今月も日銀政策決定会合が近づいていますが、ここのところの植田総裁の会見における先行きの見通し説明を聞いていると向こう1年は全く政策変更の余地がなさそうに見えてくることから、海外勢を別として本邦の市場参加者はほとんどが無風の決定会合を想定してしまっているます。
ところが本邦メガバンク3行のトップは相次いでメディアのインタビューに答え、ごく近い将来日銀が政策変更すると予測をしていることが注目される状況になっています。
一体どうしてこうした見立ての違いが起きるのかが気になるところで、なにか内密に日銀から情報を得ていることも考えられるだけに、この食い違いは非常に大きな関心を集めるポイントです。

メガバンクは別情報を日銀から得ている可能性

植田日銀総裁のモラトリアムな発言を聞いていると、日銀は未来永劫利上げなど行わないのではないかというイメージが強くなります。
しかし、国内の幾つかのメディアがメガバンクのトップにインタビューを試みた結果が掲載、開示されていますが、3行のトップともにYCCを中心とした日銀の政策が市場全体が考えているよりも早期に実施されるであろうと予測していることが明らかになっています。
日銀の政策変更で自らの銀行の経営に大きな影響が出る本邦のメガバンクのトップが、3行ともに早期の政策変更が行われるであろうことを織り込んでいるというのはかなり重要な情報で、ほとんどの市場参加者が政策変更について全く期待していない中にあって経営に大きな影響を被るメガバンクだけは日銀から特別な情報をえている可能性も否定できず、我々個人投資家が植田総裁の発言から受けている政策の印象とメガバンクの認識の仕方が結構大きく違っている点は注意しなくてはならない状況になってきています。

7月の日銀政策決定会合には何等かの変化が訪れることに最大の注意が必要

6月の政策決定会合は米国FOMCの後に開催予定ですが、今月に関してはさすがに変更はないものと思われるものの、次回7月については総選挙がなければYCCをいじるといった政策変更を持ち出してくる可能性があることを認識しておかなくてはなりません。
国内メガバンクはゼロ金利時代に大量に日本国債を購入し保有しており、利上げが起きるというのは含み損を抱えることにつながるだけに悠長に利上げを良しくすることなどできない立ち位置にあります。
そのためメガバンク3行が揃いも揃って早期に利上げの政策変更があると予測しているということは、それが現実のものになる相当な確率を秘めているといっても過言ではない状態です。
いきなり利上げという訳にはいかないと思いますが、イールドカーブコントロールの上限を大きく引き上げる、もしくは撤廃するといったことは十分に考えられる話で、不意打ちのように政策決定に盛り込まれた場合ドル円が大きく円高にシフトするリスクが相当高まることになります。

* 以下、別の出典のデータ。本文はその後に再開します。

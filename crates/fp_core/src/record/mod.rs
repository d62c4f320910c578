//! The canonical prediction record and its field types.
//!
//! One record exists per (fixture, viewing-team) pair. It is plain
//! structured data and round-trips losslessly through JSON for the durable
//! store contract.

pub mod buckets;
pub mod derive;
pub mod editor;
pub mod store;

use std::collections::{BTreeMap, BTreeSet};

use chrono::{DateTime, Utc};
use serde::{Deserialize, Serialize};

pub use buckets::{
    CornersBucket, FirstGoalBucket, GoalsBucket, MatchScenario, RedBucket, ShotsBucket,
    ShotsOnTargetBucket, Tempo, YellowBucket,
};
pub use editor::PlayerEditSnapshot;
pub use store::{MatchInput, PlayerInput, PredictionStore};

/// A bucket value plus its provenance.
///
/// `derived` values were written by the derivation pass and may be replaced
/// by a later derivation; explicit user picks (`derived == false`) are never
/// clobbered.
#[derive(Debug, Clone, Copy, PartialEq, Eq, Serialize, Deserialize)]
pub struct Derivable<T> {
    pub value: T,
    #[serde(default)]
    pub derived: bool,
}

impl<T> Derivable<T> {
    pub fn user(value: T) -> Self {
        Self { value, derived: false }
    }

    pub fn auto(value: T) -> Self {
        Self { value, derived: true }
    }
}

/// Match-level prediction fields. Every field starts unset.
#[derive(Debug, Clone, PartialEq, Default, Serialize, Deserialize)]
#[serde(default)]
pub struct MatchPredictions {
    #[serde(skip_serializing_if = "Option::is_none")]
    pub first_half_home: Option<u8>,
    #[serde(skip_serializing_if = "Option::is_none")]
    pub first_half_away: Option<u8>,
    #[serde(skip_serializing_if = "Option::is_none")]
    pub full_time_home: Option<u8>,
    #[serde(skip_serializing_if = "Option::is_none")]
    pub full_time_away: Option<u8>,
    #[serde(skip_serializing_if = "Option::is_none")]
    pub total_goals: Option<Derivable<GoalsBucket>>,
    #[serde(skip_serializing_if = "Option::is_none")]
    pub first_goal: Option<FirstGoalBucket>,
    #[serde(skip_serializing_if = "Option::is_none")]
    pub yellow_cards: Option<Derivable<YellowBucket>>,
    #[serde(skip_serializing_if = "Option::is_none")]
    pub red_cards: Option<Derivable<RedBucket>>,
    /// Home possession percentage, 0-100.
    #[serde(skip_serializing_if = "Option::is_none")]
    pub possession_home: Option<u8>,
    #[serde(skip_serializing_if = "Option::is_none")]
    pub shots: Option<ShotsBucket>,
    #[serde(skip_serializing_if = "Option::is_none")]
    pub shots_on_target: Option<ShotsOnTargetBucket>,
    #[serde(skip_serializing_if = "Option::is_none")]
    pub corners: Option<CornersBucket>,
    #[serde(skip_serializing_if = "Option::is_none")]
    pub tempo: Option<Tempo>,
    #[serde(skip_serializing_if = "Option::is_none")]
    pub scenario: Option<MatchScenario>,
}

impl MatchPredictions {
    pub fn is_empty(&self) -> bool {
        self.first_half_home.is_none()
            && self.first_half_away.is_none()
            && self.full_time_home.is_none()
            && self.full_time_away.is_none()
            && self.total_goals.is_none()
            && self.first_goal.is_none()
            && self.yellow_cards.is_none()
            && self.red_cards.is_none()
            && self.possession_home.is_none()
            && self.shots.is_none()
            && self.shots_on_target.is_none()
            && self.corners.is_none()
            && self.tempo.is_none()
            && self.scenario.is_none()
    }

    /// True when at least one field holds an explicit user pick (derived
    /// buckets alone do not count as a user prediction).
    pub fn has_user_pick(&self) -> bool {
        self.first_half_home.is_some()
            || self.first_half_away.is_some()
            || self.full_time_home.is_some()
            || self.full_time_away.is_some()
            || matches!(self.total_goals, Some(d) if !d.derived)
            || self.first_goal.is_some()
            || matches!(self.yellow_cards, Some(d) if !d.derived)
            || matches!(self.red_cards, Some(d) if !d.derived)
            || self.possession_home.is_some()
            || self.shots.is_some()
            || self.shots_on_target.is_some()
            || self.corners.is_some()
            || self.tempo.is_some()
            || self.scenario.is_some()
    }
}

/// Per-player prediction fields. Mutual exclusions (`substituted_out` vs
/// `injured_out`, `direct_red_card` vs `second_yellow_red`) are enforced by
/// the store on write, never stored violated.
#[derive(Debug, Clone, PartialEq, Default, Serialize, Deserialize)]
#[serde(default)]
pub struct PlayerPrediction {
    #[serde(skip_serializing_if = "Option::is_none")]
    pub will_score: Option<bool>,
    #[serde(skip_serializing_if = "Option::is_none")]
    pub goal_count: Option<u8>,
    #[serde(skip_serializing_if = "Option::is_none")]
    pub will_assist: Option<bool>,
    #[serde(skip_serializing_if = "Option::is_none")]
    pub assist_count: Option<u8>,
    #[serde(skip_serializing_if = "Option::is_none")]
    pub yellow_card: Option<bool>,
    #[serde(skip_serializing_if = "Option::is_none")]
    pub direct_red_card: Option<bool>,
    #[serde(skip_serializing_if = "Option::is_none")]
    pub second_yellow_red: Option<bool>,
    #[serde(skip_serializing_if = "Option::is_none")]
    pub penalty_scored: Option<bool>,
    #[serde(skip_serializing_if = "Option::is_none")]
    pub substituted_out: Option<bool>,
    #[serde(skip_serializing_if = "Option::is_none")]
    pub substitute_player: Option<String>,
    #[serde(skip_serializing_if = "Option::is_none")]
    pub substitute_minute: Option<u8>,
    #[serde(skip_serializing_if = "Option::is_none")]
    pub injured_out: Option<bool>,
    #[serde(skip_serializing_if = "Option::is_none")]
    pub injury_substitute_player: Option<String>,
    #[serde(skip_serializing_if = "Option::is_none")]
    pub injury_substitute_minute: Option<u8>,
}

impl PlayerPrediction {
    pub fn is_empty(&self) -> bool {
        *self == PlayerPrediction::default()
    }

    /// Predicted goals for derivation: explicit count, else 1 when the
    /// will-score flag is on.
    pub fn predicted_goals(&self) -> u8 {
        match (self.will_score, self.goal_count) {
            (_, Some(n)) => n,
            (Some(true), None) => 1,
            _ => 0,
        }
    }

    pub fn predicts_dismissal(&self) -> bool {
        self.direct_red_card == Some(true) || self.second_yellow_red == Some(true)
    }
}

/// Categories a prediction can fall into, used for focus marking and for
/// predicted-vs-actual accuracy checks. Player-scoped categories carry the
/// player id next to the entry, not inside it.
#[derive(Debug, Clone, Copy, PartialEq, Eq, Serialize, Deserialize)]
#[serde(rename_all = "snake_case")]
pub enum PredictionCategory {
    FirstHalfScore,
    FullTimeScore,
    TotalGoals,
    FirstGoal,
    YellowCards,
    RedCards,
    Possession,
    Shots,
    ShotsOnTarget,
    Corners,
    Tempo,
    Scenario,
    WillScore,
    WillAssist,
    PlayerYellowCard,
    PlayerRedCard,
    PenaltyScored,
    SubstitutedOut,
}

/// One focus entry: a prediction marked for a scoring multiplier.
#[derive(Debug, Clone, PartialEq, Eq, Serialize, Deserialize)]
pub struct FocusEntry {
    pub category: PredictionCategory,
    #[serde(skip_serializing_if = "Option::is_none")]
    pub player_id: Option<String>,
}

impl FocusEntry {
    pub fn match_level(category: PredictionCategory) -> Self {
        Self { category, player_id: None }
    }

    pub fn player(category: PredictionCategory, player_id: impl Into<String>) -> Self {
        Self { category, player_id: Some(player_id.into()) }
    }
}

/// The persisted prediction record for one (fixture, viewing-team) pair.
#[derive(Debug, Clone, PartialEq, Serialize, Deserialize)]
#[serde(default)]
pub struct PredictionRecord {
    pub match_predictions: MatchPredictions,
    pub player_predictions: BTreeMap<String, PlayerPrediction>,
    pub locked_player_ids: BTreeSet<String>,
    pub is_prediction_locked: bool,
    /// Monotonic: once true, never reset for the life of the record.
    pub has_viewed_community_data: bool,
    /// Monotonic: once true, never reset for the life of the record.
    pub has_viewed_real_lineup: bool,
    pub made_after_community_viewed: bool,
    pub focused_predictions: Vec<FocusEntry>,
    /// Live sentiment signal, 1-10. Re-settable regardless of lock state.
    #[serde(skip_serializing_if = "Option::is_none")]
    pub team_performance_rating: Option<u8>,
    pub timestamp: DateTime<Utc>,
}

impl Default for PredictionRecord {
    fn default() -> Self {
        Self {
            match_predictions: MatchPredictions::default(),
            player_predictions: BTreeMap::new(),
            locked_player_ids: BTreeSet::new(),
            is_prediction_locked: false,
            has_viewed_community_data: false,
            has_viewed_real_lineup: false,
            made_after_community_viewed: false,
            focused_predictions: Vec::new(),
            team_performance_rating: None,
            timestamp: Utc::now(),
        }
    }
}

impl PredictionRecord {
    pub fn new() -> Self {
        Self::default()
    }

    /// True when the user holds any prediction at all, match-level or
    /// per-player.
    pub fn has_any_prediction(&self) -> bool {
        self.match_predictions.has_user_pick()
            || self.player_predictions.values().any(|p| !p.is_empty())
    }

    /// Resolve inconsistencies toward "more locked": an open valve always
    /// implies a closed master lock, and a locked player must still hold a
    /// prediction. Applied after deserialization.
    pub fn normalize(&mut self) {
        if self.has_viewed_community_data || self.has_viewed_real_lineup {
            self.is_prediction_locked = true;
        }
        let players = &self.player_predictions;
        self.locked_player_ids.retain(|id| players.get(id).is_some_and(|p| !p.is_empty()));
    }
}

YCCの上限を1%に引き上げた場合、ドル円は瞬く間に5円から10円円高にシフトするであろうというアナリスト予測も出てきているので、YCCの見直しは財務省による円高介入より劇的に効果的なドル円の価格抑制をもたらすことになります。
このあたりは植田総裁も十分に理解しているものと思われますが、とにかく黒田緩和路線の継続という前提条件は余計な話となり、なによりもこのことが安易な政策変更に手をつけづらい状況となっています。
また任命者の岸田首相との距離感の問題もありそうで、日銀総裁のポジションは結果的に極めて政治色の強いものになっていることを感じさせられます。
いずれにしても7月以降の日銀政策決定会合には十分に注意すべきで、リークの報道が突然飛び出すことにも注意が必要です。